Bonus 27 - Two Inscribed Phoenician Columns

Emperor Justinian Public Domain
The Yorck Project: 10.000 Meisterwerke der Malerei.
DVD-ROM, 2002. Distributed by DIRECTMEDIA Publishing GmbH.
In the 6th century, a Greek historian by the name of Procopius of Caesarea (ca. AD 500-?), an adviser to Belisarius under emperor Justinian, recounts how the Canaanites who had built a fortress at Tigisis in Numidia, North Africa “had left two columns inscribed in the Phoenician language wherein they claimed that they had fled from Joshua the son of Nun”1. Procopius reports: 
They [the Canaanites] also built a fortress in Numidia, where now is the city called Tigisis [probably in Algeria]. In that place are two columns made of white stone near by the great spring, having Phoenician letters cut in them which say in the Phoenician tongue: “We are they who fled from before the face of Joshua, the robber, the son of Nun” (History of the Wars of Justinian 4.10.21-22).

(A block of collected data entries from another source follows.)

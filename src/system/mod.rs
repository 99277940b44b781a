/// System module: external command execution behind the `CommandRunner` seam

pub mod xcode;

use crate::error::{BuildError, Result};
use std::fmt;
use std::path::{Path, PathBuf};
use std::process::{Command, Stdio};

/// High-level milestone logging, routed to the "parsed" target
#[macro_export]
macro_rules! log_parsed {
    ($($arg:tt)*) => {{
        $crate::log::info!(target: "parsed", $($arg)*);
    }}
}

/// A single external command invocation.
#[derive(Debug, Clone, Default, PartialEq, Eq)]
pub struct CommandSpec {
    pub program: String,
    pub args: Vec<String>,
    /// Working directory of the child; `None` inherits ours
    pub cwd: Option<PathBuf>,
    /// Variables added to the child's environment
    pub envs: Vec<(String, String)>,
    /// Capture stdout/stderr instead of streaming them to the terminal
    pub capture: bool,
}

impl CommandSpec {
    pub fn new(program: impl Into<String>) -> Self {
        CommandSpec {
            program: program.into(),
            ..Default::default()
        }
    }

    pub fn arg(mut self, arg: impl Into<String>) -> Self {
        self.args.push(arg.into());
        self
    }

    pub fn args<I, S>(mut self, args: I) -> Self
    where
        I: IntoIterator<Item = S>,
        S: Into<String>,
    {
        self.args.extend(args.into_iter().map(Into::into));
        self
    }

    pub fn current_dir(mut self, dir: impl AsRef<Path>) -> Self {
        self.cwd = Some(dir.as_ref().to_path_buf());
        self
    }

    pub fn envs<I>(mut self, vars: I) -> Self
    where
        I: IntoIterator<Item = (String, String)>,
    {
        self.envs.extend(vars);
        self
    }

    pub fn captured(mut self) -> Self {
        self.capture = true;
        self
    }
}

impl fmt::Display for CommandSpec {
    fn fmt(&self, f: &mut fmt::Formatter<'_>) -> fmt::Result {
        f.write_str(&self.program)?;
        for arg in &self.args {
            write!(f, " {}", arg)?;
        }
        Ok(())
    }
}

/// Result of a finished command.
#[derive(Debug, Clone, Default, PartialEq, Eq)]
pub struct CommandOutput {
    /// Exit code; `None` when the child was terminated by a signal
    pub code: Option<i32>,
    /// Empty unless the command was captured
    pub stdout: String,
    pub stderr: String,
}

impl CommandOutput {
    pub fn success(&self) -> bool {
        self.code == Some(0)
    }

    fn failure_reason(&self) -> String {
        let status = match self.code {
            Some(code) => format!("exited with status {}", code),
            None => "terminated by signal".to_string(),
        };
        match self.stderr.trim().lines().last() {
            Some(last) if !last.is_empty() => format!("{} ({})", status, last),
            _ => status,
        }
    }
}

/// Capability to execute external commands.
///
/// The orchestrator only talks to the OS through this trait, so tests can
/// swap in a recording fake.
pub trait CommandRunner {
    /// Execute `spec` to completion. Spawn failures are errors; a non-zero
    /// exit is reported through `CommandOutput::code`.
    fn run(&self, spec: &CommandSpec) -> Result<CommandOutput>;
}

impl<R: CommandRunner + ?Sized> CommandRunner for &R {
    fn run(&self, spec: &CommandSpec) -> Result<CommandOutput> {
        (**self).run(spec)
    }
}

/// Run `spec` and turn a non-zero exit into `BuildError::ExternalCommand`.
pub fn run_checked<R: CommandRunner + ?Sized>(runner: &R, spec: &CommandSpec) -> Result<CommandOutput> {
    log::debug!("[System] Running: {}", spec);
    let output = runner.run(spec)?;
    if output.success() {
        Ok(output)
    } else {
        let reason = output.failure_reason();
        log::error!("[System] '{}' {}", spec, reason);
        Err(BuildError::ExternalCommand {
            cmd: spec.to_string(),
            reason,
        })
    }
}

/// Production runner backed by `std::process::Command`.
///
/// Captured commands collect stdout/stderr; everything else inherits the
/// terminal so compiler output streams live.
#[derive(Debug, Default, Clone, Copy)]
pub struct SystemRunner;

impl SystemRunner {
    pub fn new() -> Self {
        SystemRunner
    }
}

impl CommandRunner for SystemRunner {
    fn run(&self, spec: &CommandSpec) -> Result<CommandOutput> {
        let mut command = Command::new(&spec.program);
        command.args(&spec.args);
        if let Some(ref cwd) = spec.cwd {
            command.current_dir(cwd);
        }
        command.envs(spec.envs.iter().map(|(k, v)| (k.as_str(), v.as_str())));

        let spawn_error = |e: std::io::Error| BuildError::ExternalCommand {
            cmd: spec.to_string(),
            reason: format!("failed to spawn: {}", e),
        };

        if spec.capture {
            let output = command.stdin(Stdio::null()).output().map_err(spawn_error)?;
            Ok(CommandOutput {
                code: output.status.code(),
                stdout: String::from_utf8_lossy(&output.stdout).into_owned(),
                stderr: String::from_utf8_lossy(&output.stderr).into_owned(),
            })
        } else {
            let status = command
                .stdin(Stdio::inherit())
                .stdout(Stdio::inherit())
                .stderr(Stdio::inherit())
                .status()
                .map_err(spawn_error)?;
            Ok(CommandOutput {
                code: status.code(),
                ..Default::default()
            })
        }
    }
}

In addition to Procopius, Moses of Khoren, an earlier Armenian historian (AD 370-86), also mentions the two inscriptions on the Phoenician columns2. as well as an anonymous Greek historians (AD 630) in the Chronicon Paschale . “The inhabitants of these [islands, i.e., the Balearic Islands north of Algeria and east of Spain] were Canaanites fleeing from the face of Joshua the son of Nun.”3. As Wood points out: “It is highly unlikely that the Phoenicians of North Africa would have invented such a demeaning tradition to explain how they came to be in North Africa.”4.

Footnotes
1.  Anthony J. Frendo, “Two Long-Lost Phoenician Inscriptions and The Emergence of Ancient Israel,” Palestine Exploration Quarterly 134, no. 1 (January 2002): 37.
2. Ibid. 40.
3. Ibid. 40.
4. Bryant G. Wood, “Extra-Biblical Evidence for the Conquest,” Bible and Spade 18, no. 4 (2005): 98.